Exercise: Whatever the records hold, copy it exactly and completely.

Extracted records
====

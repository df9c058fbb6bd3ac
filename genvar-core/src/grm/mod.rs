//! Genomic relationship matrices.

pub mod dense;

pub use dense::compute_grm;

====

Exercise result:
repository df9c058fbb6bd3ac
filename genvar-core/src/grm/mod.rs
//! Genomic relationship matrices.

pub mod dense;

pub use dense::compute_grm;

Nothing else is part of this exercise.